Artık fark ettiniz mi kimse kimsenin yüzüne bakmıyor? Hem ne gerek var yüze bakmaya gözlere bakmaya kirpiklere bakmaya falan. Önce arkamızdan başlıyoruz bir birimize bakmaya. Mesela yüzünden tanıyamadıklarımı artık instagramda poposundan tanır hale geldim.
*************
Popolar artık bizim kimliğimiz haline geldi.
Şöyle dar bir kot. Çok güzel tamam, şimdi hafifçe arkanı dön güzel bir kimlik fotosu çekelim sana. Çıkıt!
Çok güzel oldu!
Bu popoyla güzel bir referans sağladın. Beğeniler, takipler başlar yakında reklamda alırsın bebeğim.
Ballı lokma tatlısı aman hadi hayırlısı.
Beynini geliştirmene gerek kalmadı!
Bak kot reklamına bile en popülerini koymuşlar kimse kızın yüzündeki makyajın oturmadığını hatta yüzün makyaj bile tutmadığını annesinin makyaj malzemeleriyle makyaj yapan 6 yaşındaki çocuklara benzediğinin farkında değil. Birde dondurma reklamı çekmiş inceden tamam işte. Özeneceğin kişiyi buldun.
************
Tımarhaneden sesleniyorum!
Bir insan ne zaman utanır? Ya da artık acaba utanmak, aymaz, doymaz, ahlaksız ve “insan olmak” deyiminin içeriğinden uzak yeni bir canlı türü mü ortaya çıktı da bizim haberimiz yok? Bazı siyasetçilerimizin İsviçreli bilim adamları tarafından incelenirse çok değişik sonuçlar elde edileceğini düşünüyorum. Mesela “insan” demeyiz de başka bir isim koyabiliriz bu yeni türe…

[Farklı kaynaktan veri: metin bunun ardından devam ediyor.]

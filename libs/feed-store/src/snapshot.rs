//! Persisted store state
//!
//! A snapshot is plain JSON. Collections are sorted so two snapshots of equal
//! state compare and diff equal.

use errors::{FeedError, FeedResult};
use feed_model::{Address, MedianData, PriceData};
use serde::{Deserialize, Serialize};
use std::path::Path;
use tracing::info;

use crate::access::Ownership;
use crate::gates::FeatureGates;

#[derive(Debug, Clone, PartialEq, Eq, Serialize, Deserialize)]
pub struct FeedSnapshot {
    pub version: u32,
    pub ownership: Ownership,
    pub admins: Vec<Address>,
    pub relayers: Vec<Address>,
    pub gates: FeatureGates,
    pub whitelist: Vec<Address>,
    pub prices: Vec<PriceData>,
    pub deviations: Vec<PriceData>,
    pub medians: Vec<MedianData>,
}

impl FeedSnapshot {
    pub const VERSION: u32 = 1;

    /// Write to `path` through a temporary sibling file
    pub fn save(&self, path: &Path) -> FeedResult<()> {
        let bytes = serde_json::to_vec_pretty(self)?;
        if let Some(parent) = path.parent().filter(|p| !p.as_os_str().is_empty()) {
            std::fs::create_dir_all(parent)?;
        }
        let tmp = path.with_extension("tmp");
        std::fs::write(&tmp, bytes)?;
        std::fs::rename(&tmp, path)?;
        info!(
            "Snapshot saved to {} ({} prices, {} deviations, {} medians)",
            path.display(),
            self.prices.len(),
            self.deviations.len(),
            self.medians.len()
        );
        Ok(())
    }

    pub fn load(path: &Path) -> FeedResult<Self> {
        let bytes = std::fs::read(path)?;
        let snapshot: FeedSnapshot = serde_json::from_slice(&bytes)?;
        if snapshot.version != Self::VERSION {
            return Err(FeedError::Serialization(format!(
                "unsupported snapshot version {} (expected {})",
                snapshot.version,
                Self::VERSION
            )));
        }
        Ok(snapshot)
    }
}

Ne fatih sultan Mehmet Bizans’tan, ne Atatürk İngilizlerden alırken bu kadar zorlanmamıştır İstanbul’u. Çünkü karşılarındaki kişiler en azından “insan” türünde canlılardı.
Yeni türün adını bende bilmiyorum. Kimlerin eline kaldı İstanbul kimlerin eline kaldı Türkiye?
*********
“Her şey çok güzel olacak”
Adamda peygamber sabrı var ben olsam cinnet geçirmiştim. Hoş zaten evde belli aralıklarla histeri krizlerine giriyorum. Böyle bir şey yok yapılan onca haksızlığa, yalana yanlışa ve adeta faşizmin en kalın çizgileriyle imzalanan kararlara rağmen Sayın Ekrem İmamoğlu’nun sakin istikrarlı, hala ve hala barışçıl, etik, demokrasiye uygun tavrı takdire şayan! Her halde başka bir siyasetçi olsa çok daha farklı yolları denerdi. Atatürk’ün “Ben diktatör değilim. Benim kuvvetim olduğunu söylüyorlar. Evet bu doğrudur. Benim isteyip de yapamayacağım bir şey yoktur. Çünkü ben zoraki ve insafsızca hareket etmesini bilmem. Ben kalpleri kırarak değil kazanarak hükmetmek isterim. Millete efendilik yoktur. Ona hizmet etmek vardır. Bu millete hizmet eden onun efendisi olur.” Sözleri ister istemez aklıma geliyor. Bakınız yanılmamayı ummakla birlikte bu ülkenin Rönesans’ını başlatmış oldular. Hırs ve kibirin tıpkı Stendal’ın Kırmızı ve Siyah’ında Julien’e yaptıkları gibi insanın sonunu getirdiğinin güzel bir uzun metraj filmini izlemeye başladık sanırım. Şayet bu film farklı sonuçlanırsa yönetmen olan halk onu tekrar çekmeyi de mutlaka deneyecek ve başaracaktır. Zira başka Türkiye yoktur. İmamoğlu’ndan başka başkanda yoktur!